7580 Background: In the present analysis we evaluated the clinical outcome of KRAS mutated advanced non-small cell lung cancer (NSCLC) patients (pts) treated at a single Institution from April 2007 to December 2010. Methods: KRAS mutational status was assessed on tumor tissue collected at the time of first diagnosis (either primary or metastatic). KRAS (exons 2 and 3) gene was amplified by nested PCR and sequenced in both sense and antisense direction using 3500 Genetic Analyzer. Retrospective chart review was approved by the local Ethics Committee. Results: 64 pts with an identified KRAS mutation were evaluable for the analysis. The majority of them (87.5%) had a good performance status (ECOG 0), while 82.5% were former or current smokers. All pts except for one who was treated with single-agent gemcitabine, received a platinum-based doublet mainly including either gemcitabine (56,5%) or pemetrexed (25%). Overall, 82% of pts received at least two lines of chemotherapy. Three types of KRAS mutations were identified, the most common being codon 12 (78.1%) mutation, followed by codon 13 (12.5%) and codon 61 (9.4%) mutations, respectively. Of the 52 (81,2%) who were evaluable for response 2 complete responses (3,8%), 21 partial responses (40,4%), 13 disease stabilizations (25%) and 16 progressive diseases (30,8%) were observed. Median overall survival (OS) from the beginning of treatment was 39 months, with no statistically significant differences according to the type of K-RAS mutation (p< 0,2).
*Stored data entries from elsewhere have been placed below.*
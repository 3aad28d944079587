// tests/property_based.rs
//
// Property tests for the tiled scheduler: the parallel pipeline must be
// indistinguishable from running each pass sequentially over the whole image.

use ips::engine::{
    apply_sequential, partition_rows, Extrema, PipelineRun, RawImage, Scheduler, TileJob,
    Transform, TransformContract, WorkerPool,
};
use ips::error::IpsError;
use ips::ops::{Adjustment, TransformKind};
use proptest::prelude::*;
use std::sync::atomic::{AtomicU32, Ordering};
use std::sync::Arc;
use std::time::Duration;

/// Stamps every pixel with a per-row tag and counts how often each row was processed.
#[derive(Debug)]
struct RowTagger {
    visits: Vec<AtomicU32>,
}

impl RowTagger {
    fn new(height: u32) -> Self {
        Self {
            visits: (0..height).map(|_| AtomicU32::new(0)).collect(),
        }
    }

    fn tag(y: u32) -> u8 {
        (y % 251) as u8 + 1
    }
}

impl Transform for RowTagger {
    fn name(&self) -> &'static str {
        "row_tagger"
    }

    fn contract(&self) -> TransformContract {
        TransformContract::point("row_tagger")
    }

    fn apply(&self, job: &mut TileJob<'_>) -> Result<(), IpsError> {
        for y in job.rows.iter() {
            self.visits[y as usize].fetch_add(1, Ordering::Relaxed);
            let (_, dst) = job.rows_mut(y);
            dst.fill(Self::tag(y));
        }
        Ok(())
    }
}

fn pool_for(scheduler: &Scheduler, workers: usize) -> WorkerPool {
    let mut pool = WorkerPool::new(scheduler.work_context(), Duration::from_millis(5));
    pool.start(workers).unwrap();
    pool
}

fn completed(run: PipelineRun) -> ips::engine::FrameOutput {
    match run {
        PipelineRun::Completed(output) => output,
        other => panic!("expected a completed run, got {other:?}"),
    }
}

fn image_strategy() -> impl Strategy<Value = RawImage> {
    (1u32..=24, 1u32..=40, prop_oneof![Just(3u8), Just(4u8)])
        .prop_flat_map(|(w, h, ch)| {
            let len = (w * h * ch as u32) as usize;
            proptest::collection::vec(any::<u8>(), len)
                .prop_map(move |bytes| RawImage::from_raw(w, h, ch, bytes).unwrap())
        })
}

fn adjustment_strategy() -> impl Strategy<Value = Adjustment> {
    (-100.0f32..=100.0, 0.1f32..=5.0).prop_map(|(b, c)| Adjustment::new(b, c))
}

proptest! {
    #![proptest_config(ProptestConfig::with_cases(48))]

    #[test]
    fn every_row_is_processed_exactly_once(
        width in 1u32..=8,
        height in 1u32..=64,
        workers in 1usize..=8,
        rows_per_task in 1u32..=5,
    ) {
        let scheduler = Scheduler::new(rows_per_task).unwrap();
        let mut pool = pool_for(&scheduler, workers);

        let source = Arc::new(RawImage::new(width, height, 3).unwrap());
        let tagger = Arc::new(RowTagger::new(height));
        let pass: Arc<dyn Transform> = tagger.clone();
        let output = completed(scheduler.run_pipeline(source, &[pass], workers).unwrap());
        pool.stop();

        for y in 0..height {
            prop_assert_eq!(tagger.visits[y as usize].load(Ordering::Relaxed), 1, "row {}", y);
            prop_assert!(output.image.row(y).iter().all(|&v| v == RowTagger::tag(y)));
        }
        prop_assert_eq!(output.reports[0].executed, height.div_ceil(rows_per_task) as usize);
    }

    #[test]
    fn partition_is_contiguous_and_disjoint(
        height in 0u32..=500,
        workers in 1usize..=16,
        rows_per_task in 1u32..=32,
    ) {
        let ranges = partition_rows(height, workers, rows_per_task).unwrap();
        let mut next = 0;
        for r in &ranges {
            prop_assert_eq!(r.start, next);
            prop_assert!(!r.is_empty());
            prop_assert!(r.len() <= rows_per_task);
            next = r.end;
        }
        prop_assert_eq!(next, height);
    }

    #[test]
    fn single_pass_matches_sequential(
        image in image_strategy(),
        adjustment in adjustment_strategy(),
        workers in 1usize..=6,
        rows_per_task in 1u32..=4,
    ) {
        let scheduler = Scheduler::new(rows_per_task).unwrap();
        let mut pool = pool_for(&scheduler, workers);

        let transform = TransformKind::BrightnessContrast.into_transform(adjustment);
        let (expected, expected_extrema) =
            apply_sequential(transform.as_ref(), &image, None).unwrap();

        let source = Arc::new(image);
        let output = completed(scheduler.run_pipeline(source, &[transform], workers).unwrap());
        pool.stop();

        prop_assert_eq!(&output.image, &expected);
        prop_assert_eq!(output.reports[0].extrema, expected_extrema);
    }

    #[test]
    fn merged_extrema_equal_a_sequential_scan(
        image in image_strategy(),
        adjustment in adjustment_strategy(),
        workers in 1usize..=6,
    ) {
        let scheduler = Scheduler::new(1).unwrap();
        let mut pool = pool_for(&scheduler, workers);

        let transform = TransformKind::BrightnessContrast.into_transform(adjustment);
        let output = completed(
            scheduler
                .run_pipeline(Arc::new(image), &[transform], workers)
                .unwrap(),
        );
        pool.stop();

        let channels = output.image.channels() as usize;
        let scanned = Extrema::scan(output.image.as_bytes(), channels, channels.min(3));
        prop_assert_eq!(output.reports[0].extrema, scanned);
    }

    #[test]
    fn multi_pass_matches_sequential(
        image in image_strategy(),
        adjustment in adjustment_strategy(),
        workers in 1usize..=6,
        rows_per_task in 1u32..=4,
        with_edge in any::<bool>(),
    ) {
        let scheduler = Scheduler::new(rows_per_task).unwrap();
        let mut pool = pool_for(&scheduler, workers);

        let mut kinds = vec![TransformKind::BrightnessContrast];
        if with_edge {
            kinds.push(TransformKind::Edge);
        }
        kinds.push(TransformKind::Normalize);
        let passes: Vec<Arc<dyn Transform>> =
            kinds.iter().map(|k| k.into_transform(adjustment)).collect();

        let mut expected = image.clone();
        let mut upstream = None;
        for pass in &passes {
            let (next, extrema) = apply_sequential(pass.as_ref(), &expected, upstream).unwrap();
            expected = next;
            upstream = extrema;
        }

        let output = completed(scheduler.run_pipeline(Arc::new(image), &passes, workers).unwrap());
        pool.stop();

        prop_assert_eq!(output.image, expected);
        prop_assert_eq!(output.reports.len(), passes.len());
        prop_assert!(output.reports.iter().all(|r| r.is_clean()));
    }
}

#[test]
fn reference_row_is_identical_for_any_worker_count() {
    let source = Arc::new(
        RawImage::from_raw(4, 1, 3, vec![10, 10, 10, 250, 250, 250, 0, 0, 0, 128, 128, 128])
            .unwrap(),
    );
    let transform = TransformKind::BrightnessContrast.into_transform(Adjustment::default());

    for workers in 1..=8 {
        let scheduler = Scheduler::new(1).unwrap();
        let mut pool = pool_for(&scheduler, workers);
        let output = completed(
            scheduler
                .run_pipeline(Arc::clone(&source), &[Arc::clone(&transform)], workers)
                .unwrap(),
        );
        pool.stop();

        assert_eq!(
            output.image.as_bytes(),
            &[70, 70, 70, 255, 255, 255, 50, 50, 50, 255, 255, 255],
            "workers = {workers}"
        );
        assert_eq!(
            output.reports[0].extrema,
            Some(Extrema {
                min: 50.0,
                max: 255.0
            })
        );
    }
}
Median OS and first-line PFS were significantly higher in responders versus non-responders (55.4 months versus 24.8 months for OS and 11.2 months versus 4.8 months for first-line PFS, p<0.009). Conclusions: KRAS mutated NSCLC pts do not represent a population with homogeneous clinical characteristics. Response to treatment seems to predict benefit from first-line chemotherapy in terms of OS and first-line PFS. The excellent OS rate observed in the whole group might be the result of a population highly selected for good clinical prognostic factors. Prospective studies of KRAS mutations and sensitivity to chemotherapy are warranted.